Some longstanding concepts of uncertainty quantification are recalled and presented in a modern geostatistical context. Implementation details for an accurate and precise quantification of uncertainty are reviewed. The disclosure of resource uncertainty is clarified. Decision making in presence of uncertainty is reviewed. The thinking in the 1980s, led by André, was that the conversion to a probabilistic world view was just around the corner. The practical implementation of the required tools took longer than expected.

2 Concepts

Geological uncertainty is a consequence of geological variability at all scales and sparse sampling; it is inevitable. This uncertainty does not depend on the importance of any decision, but it can be reduced by careful consideration of all general and site-specific information. Predicting the uncertainty of one-offs with no context or history is challenging. Every deposit is unique and, in some sense, a one-off; however, our understanding of geological processes, availability of multiple drill data, and reconciliation with actual results makes the quantification of geological uncertainty more akin to a repeated event. The procedures to quantify geological uncertainty are understood and practical.

Many probabilistic predictions are for single events such as a politician being elected. A geological resource consists of many variables at many locations. The total number of random variables easily exceeds a million. The transfer of multivariable multilocation uncertainty through to resource uncertainty must be done with simulation, that is, the sampling of realizations. A large enough number of realizations are created and processed through resource calculations. The relationships between all variables and all locations are reproduced by the realizations. Simulation is the only viable approach to transfer geological uncertainty through to larger practical scales of relevance. The full combinatorial space of uncertainty is too large to consider. Between 50 to 10000 realizations are often considered to quantify uncertainty; 200 is suggested for large scale resource modeling.
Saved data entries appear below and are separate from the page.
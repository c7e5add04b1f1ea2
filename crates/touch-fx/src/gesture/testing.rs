//! Test double for `EffectHost`.

use glam::Vec2;
use crate::api::host::EffectHost;
use crate::api::types::{EffectHandle, EffectKind};
use crate::systems::pool::EffectPool;

#[derive(Debug, Clone, PartialEq)]
pub enum Call {
    Spawn(EffectKind, Vec2),
    SetPosition(EffectHandle, Vec2),
    SetScale(EffectHandle, f32),
    Release(EffectHandle, f32),
}

/// Records every host call and keeps real effect state in an `EffectPool`.
pub struct RecordingHost {
    pub pool: EffectPool,
    pub calls: Vec<Call>,
    declined: Vec<EffectKind>,
}

impl RecordingHost {
    pub fn new() -> Self {
        Self {
            pool: EffectPool::default(),
            calls: Vec::new(),
            declined: Vec::new(),
        }
    }

    /// Refuse every spawn of `kind`.
    pub fn declining(mut self, kind: EffectKind) -> Self {
        self.declined.push(kind);
        self
    }

    pub fn spawned(&self, kind: EffectKind) -> usize {
        self.calls
            .iter()
            .filter(|c| matches!(c, Call::Spawn(k, _) if *k == kind))
            .count()
    }

    pub fn released(&self) -> Vec<(EffectHandle, f32)> {
        self.calls
            .iter()
            .filter_map(|c| match c {
                Call::Release(h, d) => Some((*h, *d)),
                _ => None,
            })
            .collect()
    }
}

impl EffectHost for RecordingHost {
    fn spawn(&mut self, kind: EffectKind, position: Vec2) -> Option<EffectHandle> {
        if self.declined.contains(&kind) {
            return None;
        }
        self.calls.push(Call::Spawn(kind, position));
        self.pool.spawn(kind, position)
    }

    fn set_position(&mut self, handle: EffectHandle, position: Vec2) {
        self.calls.push(Call::SetPosition(handle, position));
        self.pool.set_position(handle, position);
    }

    fn set_scale(&mut self, handle: EffectHandle, scale: f32) {
        self.calls.push(Call::SetScale(handle, scale));
        self.pool.set_scale(handle, scale);
    }

    fn position(&self, handle: EffectHandle) -> Option<Vec2> {
        self.pool.position(handle)
    }

    fn scale(&self, handle: EffectHandle) -> Option<f32> {
        self.pool.scale(handle)
    }

    fn release(&mut self, handle: EffectHandle, delay: f32) {
        self.calls.push(Call::Release(handle, delay));
        self.pool.release(handle, delay);
    }
}
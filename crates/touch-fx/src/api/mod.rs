pub mod host;
pub mod types;
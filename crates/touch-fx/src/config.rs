use serde::{Deserialize, Serialize};
use crate::api::types::EffectKind;
use crate::error::ConfigError;

/// Effect and gesture configuration, loaded once at startup from JSON.
#[derive(Debug, Clone, Serialize, Deserialize)]
pub struct FxConfig {
    /// The three effect slots. Every slot must be filled.
    pub effects: EffectSlots,
    #[serde(default)]
    pub pinch: PinchConfig,
    #[serde(default)]
    pub trail: TrailConfig,
}

/// Effect descriptors keyed by slot. Slots are optional in the document so a
/// missing one is reported by name instead of as a generic parse error.
#[derive(Debug, Clone, Default, Serialize, Deserialize)]
pub struct EffectSlots {
    #[serde(default)]
    pub explosion: Option<EffectDescriptor>,
    #[serde(default)]
    pub vortex: Option<EffectDescriptor>,
    #[serde(default)]
    pub trail: Option<EffectDescriptor>,
}

/// Describes one effect the host can instantiate.
#[derive(Debug, Clone, PartialEq, Serialize, Deserialize)]
pub struct EffectDescriptor {
    /// Name the host resolves to a prefab / emitter preset.
    pub name: String,
    /// Seconds until a one-shot effect retires itself. `None` = lives until released.
    #[serde(default)]
    pub lifetime: Option<f32>,
}

impl EffectDescriptor {
    pub fn new(name: impl Into<String>) -> Self {
        Self {
            name: name.into(),
            lifetime: None,
        }
    }

    pub fn with_lifetime(mut self, lifetime: f32) -> Self {
        self.lifetime = Some(lifetime);
        self
    }
}

/// Pinch tuning.
#[derive(Debug, Clone, Copy, PartialEq, Serialize, Deserialize)]
#[serde(default)]
pub struct PinchConfig {
    /// Vortex scale when the fingers are at their anchor distance.
    pub scale_factor: f32,
    /// Explosions spawned when a pinch is released.
    pub burst_count: u32,
    /// Anchor separations below this (screen px) are degenerate.
    pub min_anchor_distance: f32,
}

impl Default for PinchConfig {
    fn default() -> Self {
        Self {
            scale_factor: 1.5,
            burst_count: 10,
            min_anchor_distance: 1.0,
        }
    }
}

/// Drag trail tuning.
#[derive(Debug, Clone, Copy, PartialEq, Serialize, Deserialize)]
#[serde(default)]
pub struct TrailConfig {
    /// Seconds a released trail lingers so it can fade out.
    pub fade_time: f32,
}

impl Default for TrailConfig {
    fn default() -> Self {
        Self { fade_time: 0.5 }
    }
}

impl FxConfig {
    /// Parse and validate a config from a JSON string.
    pub fn from_json(json: &str) -> Result<Self, ConfigError> {
        let config: FxConfig = serde_json::from_str(json)?;
        config.validate()?;
        Ok(config)
    }

    /// A fully populated config with default names, handy for hosts that
    /// resolve effects by kind rather than by name.
    pub fn with_default_effects() -> Self {
        Self {
            effects: EffectSlots {
                explosion: Some(EffectDescriptor::new("explosion").with_lifetime(1.0)),
                vortex: Some(EffectDescriptor::new("vortex")),
                trail: Some(EffectDescriptor::new("trail")),
            },
            pinch: PinchConfig::default(),
            trail: TrailConfig::default(),
        }
    }

    /// Check that every effect slot is filled and tuning values are usable.
    pub fn validate(&self) -> Result<(), ConfigError> {
        for kind in EffectKind::ALL {
            match self.effect(kind) {
                Some(desc) if !desc.name.trim().is_empty() => {
                    if let Some(lifetime) = desc.lifetime {
                        if !(lifetime > 0.0) {
                            return Err(ConfigError::InvalidValue {
                                field: "effects.*.lifetime",
                                reason: format!("{} lifetime must be positive, got {}", kind.slot(), lifetime),
                            });
                        }
                    }
                }
                _ => return Err(ConfigError::MissingEffect { slot: kind.slot() }),
            }
        }

        if !(self.pinch.scale_factor.is_finite() && self.pinch.scale_factor > 0.0) {
            return Err(ConfigError::InvalidValue {
                field: "pinch.scale_factor",
                reason: format!("must be a positive number, got {}", self.pinch.scale_factor),
            });
        }
        if !(self.pinch.min_anchor_distance >= 0.0) {
            return Err(ConfigError::InvalidValue {
                field: "pinch.min_anchor_distance",
                reason: format!("must be >= 0, got {}", self.pinch.min_anchor_distance),
            });
        }
        if !(self.trail.fade_time >= 0.0) {
            return Err(ConfigError::InvalidValue {
                field: "trail.fade_time",
                reason: format!("must be >= 0, got {}", self.trail.fade_time),
            });
        }
        Ok(())
    }

    /// Descriptor for an effect slot.
    pub fn effect(&self, kind: EffectKind) -> Option<&EffectDescriptor> {
        match kind {
            EffectKind::Explosion => self.effects.explosion.as_ref(),
            EffectKind::Vortex => self.effects.vortex.as_ref(),
            EffectKind::Trail => self.effects.trail.as_ref(),
        }
    }
}

#[cfg(test)]
mod tests {
    use super::*;

    #[test]
    fn parse_full_config() {
        let json = r#"{
            "effects": {
                "explosion": { "name": "boom", "lifetime": 0.8 },
                "vortex": { "name": "swirl" },
                "trail": { "name": "streak" }
            },
            "pinch": { "scale_factor": 2.0, "burst_count": 4, "min_anchor_distance": 3.0 },
            "trail": { "fade_time": 0.25 }
        }"#;
        let config = FxConfig::from_json(json).unwrap();
        assert_eq!(config.effect(EffectKind::Explosion).unwrap().name, "boom");
        assert_eq!(config.effect(EffectKind::Explosion).unwrap().lifetime, Some(0.8));
        assert_eq!(config.effect(EffectKind::Vortex).unwrap().lifetime, None);
        assert_eq!(config.pinch.scale_factor, 2.0);
        assert_eq!(config.pinch.burst_count, 4);
        assert_eq!(config.trail.fade_time, 0.25);
    }

    #[test]
    fn tuning_sections_default() {
        let json = r#"{
            "effects": {
                "explosion": { "name": "boom" },
                "vortex": { "name": "swirl" },
                "trail": { "name": "streak" }
            },
            "pinch": { "burst_count": 3 }
        }"#;
        let config = FxConfig::from_json(json).unwrap();
        assert_eq!(config.pinch.scale_factor, 1.5);
        assert_eq!(config.pinch.burst_count, 3);
        assert_eq!(config.trail, TrailConfig::default());
    }

    #[test]
    fn missing_slot_is_fatal() {
        let json = r#"{
            "effects": {
                "explosion": { "name": "boom" },
                "trail": { "name": "streak" }
            }
        }"#;
        match FxConfig::from_json(json) {
            Err(ConfigError::MissingEffect { slot }) => assert_eq!(slot, "vortex"),
            other => panic!("Expected MissingEffect, got {:?}", other),
        }
    }

    #[test]
    fn blank_name_counts_as_missing() {
        let mut config = FxConfig::with_default_effects();
        config.effects.trail = Some(EffectDescriptor::new("  "));
        assert!(matches!(
            config.validate(),
            Err(ConfigError::MissingEffect { slot: "trail" })
        ));
    }

    #[test]
    fn malformed_json_is_a_parse_error() {
        let err = FxConfig::from_json("{ not json").unwrap_err();
        assert!(matches!(err, ConfigError::Parse(_)));
        assert!(err.to_string().starts_with("config parse error"));
    }

    #[test]
    fn rejects_non_positive_scale_factor() {
        let mut config = FxConfig::with_default_effects();
        config.pinch.scale_factor = 0.0;
        assert!(matches!(
            config.validate(),
            Err(ConfigError::InvalidValue { field: "pinch.scale_factor", .. })
        ));
    }

    #[test]
    fn defaults_validate() {
        assert!(FxConfig::with_default_effects().validate().is_ok());
    }
}
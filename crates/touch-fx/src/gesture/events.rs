use glam::Vec2;
use crate::api::types::{EffectHandle, EventRecord, TouchId};

/// Something the recognizer observed this tick.
#[derive(Debug, Clone, Copy, PartialEq)]
pub enum GestureEvent {
    /// A touch ended with a tap count of 1.
    Tap { id: TouchId, screen: Vec2, world: Vec2 },
    /// A dragged touch moved its trail.
    DragUpdate { id: TouchId, trail: EffectHandle, world: Vec2 },
    /// A dragged touch lifted. The trail is no longer tracked and should fade out.
    DragEnd { id: TouchId, trail: EffectHandle },
    /// The pinch vortex was rescaled.
    PinchUpdate { vortex: EffectHandle, ratio: f32, scale: f32 },
    /// The pinch was released. `position`/`scale` are the vortex's final state.
    PinchEnd { vortex: EffectHandle, position: Vec2, scale: f32 },
    /// The pinch was abandoned (a third finger joined, or the finger pair changed).
    PinchCancel { vortex: EffectHandle },
}

impl GestureEvent {
    pub const TAP: f32 = 0.0;
    pub const DRAG_UPDATE: f32 = 1.0;
    pub const DRAG_END: f32 = 2.0;
    pub const PINCH_UPDATE: f32 = 3.0;
    pub const PINCH_END: f32 = 4.0;
    pub const PINCH_CANCEL: f32 = 5.0;

    /// Flatten into the four-float record shared with JavaScript.
    pub fn to_record(&self) -> EventRecord {
        match *self {
            Self::Tap { id, world, .. } => EventRecord {
                kind: Self::TAP,
                a: world.x,
                b: world.y,
                c: id.0 as f32,
            },
            Self::DragUpdate { id, world, .. } => EventRecord {
                kind: Self::DRAG_UPDATE,
                a: world.x,
                b: world.y,
                c: id.0 as f32,
            },
            Self::DragEnd { id, trail } => EventRecord {
                kind: Self::DRAG_END,
                a: trail.0 as f32,
                b: 0.0,
                c: id.0 as f32,
            },
            Self::PinchUpdate { vortex, ratio, scale } => EventRecord {
                kind: Self::PINCH_UPDATE,
                a: ratio,
                b: scale,
                c: vortex.0 as f32,
            },
            Self::PinchEnd { position, scale, .. } => EventRecord {
                kind: Self::PINCH_END,
                a: position.x,
                b: position.y,
                c: scale,
            },
            Self::PinchCancel { vortex } => EventRecord {
                kind: Self::PINCH_CANCEL,
                a: vortex.0 as f32,
                b: 0.0,
                c: 0.0,
            },
        }
    }
}
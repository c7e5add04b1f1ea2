use bytemuck::{Pod, Zeroable};

/// Identifier of a physical contact, stable from touch-down until release.
#[derive(Debug, Clone, Copy, PartialEq, Eq, Hash, PartialOrd, Ord)]
pub struct TouchId(pub u32);

/// Opaque handle to a visual effect spawned by an `EffectHost`.
#[derive(Debug, Clone, Copy, PartialEq, Eq, Hash)]
pub struct EffectHandle(pub u32);

/// The three effect slots the recognizer knows how to request.
#[derive(Debug, Clone, Copy, PartialEq, Eq, Hash)]
#[repr(u8)]
pub enum EffectKind {
    Explosion = 0,
    Vortex = 1,
    Trail = 2,
}

impl EffectKind {
    pub const ALL: [EffectKind; 3] = [Self::Explosion, Self::Vortex, Self::Trail];

    /// Config slot name, used in error messages and logs.
    pub fn slot(&self) -> &'static str {
        match self {
            Self::Explosion => "explosion",
            Self::Vortex => "vortex",
            Self::Trail => "trail",
        }
    }
}

/// A gesture event flattened for JavaScript via a shared buffer.
/// `kind` identifies the event, `a/b/c` carry payload.
#[repr(C)]
#[derive(Debug, Clone, Copy, Default, PartialEq, Pod, Zeroable)]
pub struct EventRecord {
    pub kind: f32,
    pub a: f32,
    pub b: f32,
    pub c: f32,
}

impl EventRecord {
    pub const FLOATS: usize = 4;
}

#[cfg(test)]
mod tests {
    use super::*;

    #[test]
    fn event_record_is_4_floats() {
        assert_eq!(std::mem::size_of::<EventRecord>(), EventRecord::FLOATS * 4);
    }

    #[test]
    fn effect_slots_are_distinct() {
        let slots: Vec<&str> = EffectKind::ALL.iter().map(|k| k.slot()).collect();
        assert_eq!(slots, vec!["explosion", "vortex", "trail"]);
    }
}
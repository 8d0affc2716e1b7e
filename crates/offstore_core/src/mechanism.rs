//! Owner of an offline database connection and the cells built on it.

use crate::cell::StorageCell;
use crate::config::DatabaseConfig;
use crate::error::CoreResult;
use crate::schema::open_database;
use offstore_storage::{Connection, ConnectionProvider};
use std::sync::Arc;
use tracing::info;

/// Opens an offline database and hands out its storage cell.
///
/// The mechanism is the owner of the connection: cells borrow it, and only
/// [`destroy`](Self::destroy) (after destroying the cells) closes it.
#[derive(Debug)]
pub struct StorageMechanism {
    config: DatabaseConfig,
    connection: Arc<Connection>,
    cell: Arc<StorageCell>,
}

impl StorageMechanism {
    /// Opens the database and creates its writable cell.
    ///
    /// # Errors
    ///
    /// Returns an error if the database cannot be opened.
    pub fn open(provider: &dyn ConnectionProvider, config: DatabaseConfig) -> CoreResult<Self> {
        let connection = open_database(provider, &config)?;
        let cell = Arc::new(StorageCell::new(
            Arc::clone(&connection),
            config.cell_config(),
        ));
        Ok(Self {
            config,
            connection,
            cell,
        })
    }

    /// Returns the writable cell.
    #[must_use]
    pub fn cell(&self) -> Arc<StorageCell> {
        Arc::clone(&self.cell)
    }

    /// Returns the shared connection.
    #[must_use]
    pub fn connection(&self) -> &Arc<Connection> {
        &self.connection
    }

    /// Returns the configuration the database was opened with.
    #[must_use]
    pub fn config(&self) -> &DatabaseConfig {
        &self.config
    }

    /// Destroys the cell, then closes the connection. Stored data is kept.
    pub async fn destroy(&self) {
        self.cell.destroy().await;
        self.connection.close();
        info!(database = %self.config.name, "storage mechanism destroyed");
    }

    /// Destroys the mechanism and deletes the database with every record.
    ///
    /// Cells handed out by [`cell`](Self::cell) must be dropped first when the
    /// provider locks open databases (as [`DirectoryProvider`] does).
    ///
    /// [`DirectoryProvider`]: offstore_storage::DirectoryProvider
    ///
    /// # Errors
    ///
    /// Returns an error if the provider cannot delete the database.
    pub async fn erase(self, provider: &dyn ConnectionProvider) -> CoreResult<()> {
        self.destroy().await;
        let Self {
            config,
            connection,
            cell,
        } = self;
        // The journal stays locked until the last handle is gone.
        drop(cell);
        drop(connection);
        provider.delete(&config.name)?;
        info!(database = %config.name, "erased offline database");
        Ok(())
    }
}
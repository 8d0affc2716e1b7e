//! # offstore Testkit
//!
//! Test utilities for offstore.
//!
//! This crate provides:
//! - Sample segments and manifests ([`create_segment_data`], [`create_manifest`])
//! - Ready-to-use databases ([`TestStorage`])
//! - Journal fault injection ([`FaultyProvider`], [`FaultSwitch`])
//! - Property-based generators using proptest
//!
//! ## Usage
//!
//! ```rust,ignore
//! use offstore_testkit::prelude::*;
//!
//! #[tokio::test]
//! async fn stores_segments() {
//!     let storage = TestStorage::memory();
//!     let cell = storage.cell();
//!     let keys = cell.add_segments(&[create_segment_data(&[0, 1])]).await.unwrap();
//!     assert_eq!(keys.len(), 1);
//! }
//! ```

#![deny(unsafe_code)]
#![warn(missing_docs)]

pub mod faults;
pub mod fixtures;
pub mod generators;

/// Prelude module for convenient imports
pub mod prelude {
    pub use crate::faults::*;
    pub use crate::fixtures::*;
    pub use crate::generators::*;
}

pub use faults::*;
pub use fixtures::*;
pub use generators::*;
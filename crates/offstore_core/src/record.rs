//! Records kept by a storage cell.
//!
//! Two record kinds exist: [`SegmentRecord`] holds the bytes of one media
//! chunk and never changes after it is stored, [`ManifestRecord`] describes
//! a downloaded presentation and points at its segments by [`Key`].

use crate::types::{Expiration, Key};
use serde::{Deserialize, Serialize};
use std::collections::BTreeMap;

/// Inclusive byte range of a segment inside its original resource.
#[derive(Debug, Clone, Copy, PartialEq, Eq, Hash, Serialize, Deserialize)]
pub struct ByteRange {
    /// First byte.
    pub start: u64,
    /// Last byte, or `None` for "until the end of the resource".
    pub end: Option<u64>,
}

impl ByteRange {
    /// Creates a range.
    #[must_use]
    pub const fn new(start: u64, end: Option<u64>) -> Self {
        Self { start, end }
    }

    /// Number of bytes covered, if the range is closed.
    #[must_use]
    pub fn len(&self) -> Option<u64> {
        self.end.map(|end| end.saturating_sub(self.start) + 1)
    }
}

/// One stored media chunk.
#[derive(Debug, Clone, PartialEq, Eq, Serialize, Deserialize)]
pub struct SegmentRecord {
    /// Raw chunk bytes.
    #[serde(with = "offstore_storage::raw_bytes")]
    pub data: Vec<u8>,
    /// Where the bytes came from in the original resource.
    #[serde(default)]
    pub byte_range: Option<ByteRange>,
}

impl SegmentRecord {
    /// Creates a segment holding `data`.
    #[must_use]
    pub fn new(data: impl Into<Vec<u8>>) -> Self {
        Self {
            data: data.into(),
            byte_range: None,
        }
    }

    /// Sets the byte range.
    #[must_use]
    pub fn with_byte_range(mut self, range: ByteRange) -> Self {
        self.byte_range = Some(range);
        self
    }

    /// Returns the payload size in bytes.
    #[must_use]
    pub fn len(&self) -> usize {
        self.data.len()
    }

    /// Returns true if the payload is empty.
    #[must_use]
    pub fn is_empty(&self) -> bool {
        self.data.is_empty()
    }
}

/// Kind of media carried by a stream.
#[derive(Debug, Clone, Copy, PartialEq, Eq, Hash, Serialize, Deserialize)]
#[serde(rename_all = "lowercase")]
pub enum ContentType {
    /// Audio.
    Audio,
    /// Video.
    Video,
    /// Subtitles or captions.
    Text,
}

/// Timing of one segment and where its bytes are stored.
#[derive(Debug, Clone, Copy, PartialEq, Eq, Hash, Serialize, Deserialize)]
pub struct SegmentReference {
    /// Presentation start time in milliseconds.
    pub start_ms: u64,
    /// Presentation end time in milliseconds.
    pub end_ms: u64,
    /// Key of the [`SegmentRecord`] in the segment store.
    pub data_key: Key,
}

/// One track of a stored presentation.
#[derive(Debug, Clone, PartialEq, Eq, Serialize, Deserialize)]
pub struct StreamRecord {
    /// Stream identifier, unique within its manifest.
    pub id: u32,
    /// Media kind.
    pub content_type: ContentType,
    /// MIME type, e.g. `video/mp4`.
    pub mime_type: String,
    /// Codec string, e.g. `avc1.42c01e`.
    pub codecs: String,
    /// Language tag, if any.
    #[serde(default)]
    pub language: Option<String>,
    /// Key of the initialization segment, if the stream has one.
    #[serde(default)]
    pub init_segment_key: Option<Key>,
    /// Media segments in presentation order.
    #[serde(default)]
    pub segments: Vec<SegmentReference>,
}

/// A downloaded presentation.
#[derive(Debug, Clone, PartialEq, Eq, Serialize, Deserialize)]
pub struct ManifestRecord {
    /// URI the presentation was downloaded from.
    pub original_manifest_uri: String,
    /// Presentation duration in milliseconds.
    pub duration_ms: u64,
    /// Total size of all stored segments in bytes.
    pub size: u64,
    /// When the stored content stops being playable.
    pub expiration: Expiration,
    /// Stored tracks.
    #[serde(default)]
    pub streams: Vec<StreamRecord>,
    /// License session identifiers tied to this content.
    #[serde(default)]
    pub session_ids: Vec<String>,
    /// Application-defined metadata.
    #[serde(default)]
    pub app_metadata: BTreeMap<String, String>,
}

impl ManifestRecord {
    /// Creates an empty manifest for `original_manifest_uri` that never
    /// expires.
    #[must_use]
    pub fn new(original_manifest_uri: impl Into<String>) -> Self {
        Self {
            original_manifest_uri: original_manifest_uri.into(),
            duration_ms: 0,
            size: 0,
            expiration: Expiration::NEVER,
            streams: Vec::new(),
            session_ids: Vec::new(),
            app_metadata: BTreeMap::new(),
        }
    }

    /// Sets the expiration.
    #[must_use]
    pub fn with_expiration(mut self, expiration: Expiration) -> Self {
        self.expiration = expiration;
        self
    }

    /// Returns every segment key the manifest references: each stream's
    /// init segment followed by its media segments, in stream order.
    #[must_use]
    pub fn segment_keys(&self) -> Vec<Key> {
        self.streams
            .iter()
            .flat_map(|stream| {
                stream
                    .init_segment_key
                    .into_iter()
                    .chain(stream.segments.iter().map(|segment| segment.data_key))
            })
            .collect()
    }
}

#[cfg(test)]
mod tests {
    use super::*;

    fn stream(id: u32, init: Option<u64>, keys: &[u64]) -> StreamRecord {
        StreamRecord {
            id,
            content_type: ContentType::Video,
            mime_type: "video/mp4".into(),
            codecs: "avc1.42c01e".into(),
            language: None,
            init_segment_key: init.map(Key::from_raw),
            segments: keys
                .iter()
                .enumerate()
                .map(|(i, key)| SegmentReference {
                    start_ms: i as u64 * 2000,
                    end_ms: (i as u64 + 1) * 2000,
                    data_key: Key::from_raw(*key),
                })
                .collect(),
        }
    }

    #[test]
    fn segment_keys_include_init_segments() {
        let mut manifest = ManifestRecord::new("https://example.com/a.mpd");
        manifest.streams = vec![stream(1, Some(10), &[11, 12]), stream(2, None, &[20])];

        let keys: Vec<u64> = manifest.segment_keys().iter().map(|k| k.as_u64()).collect();
        assert_eq!(keys, vec![10, 11, 12, 20]);
    }

    #[test]
    fn new_manifest_never_expires() {
        let manifest = ManifestRecord::new("uri");
        assert!(manifest.expiration.is_never());
        assert!(manifest.segment_keys().is_empty());
    }

    #[test]
    fn byte_range_len() {
        assert_eq!(ByteRange::new(0, Some(99)).len(), Some(100));
        assert_eq!(ByteRange::new(5, None).len(), None);
    }

    #[test]
    fn segment_builder() {
        let segment = SegmentRecord::new(vec![1, 2]).with_byte_range(ByteRange::new(0, Some(1)));
        assert_eq!(segment.len(), 2);
        assert!(!segment.is_empty());
        assert_eq!(segment.byte_range, Some(ByteRange::new(0, Some(1))));
    }
}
Checking uncertainty is essential. Resource and reserve estimates may form the basis of decisions with large economic value. Checking should be done in hindsight as new data and production becomes available; however, checking of local uncertainty is possible with a ”leave some out” approach. K-fold validation is commonly used. The data are divided into K folds (typically 5 or 10), then modeling proceeds K times leaving one fold of data out at a time. Good uncertainty is accurate and precise. Accuracy relates to correctness or closeness to the truth. For example, there should be 50% of the true values within the predicted interquartile range. Precision relates to the repeatability or narrowness of the predicted probability distributions. This could be assessed, for example, by variance or entropy. Once uncertainty is calculated and checked, a final set of realizations conditioned to all available data is constructed and passed forward.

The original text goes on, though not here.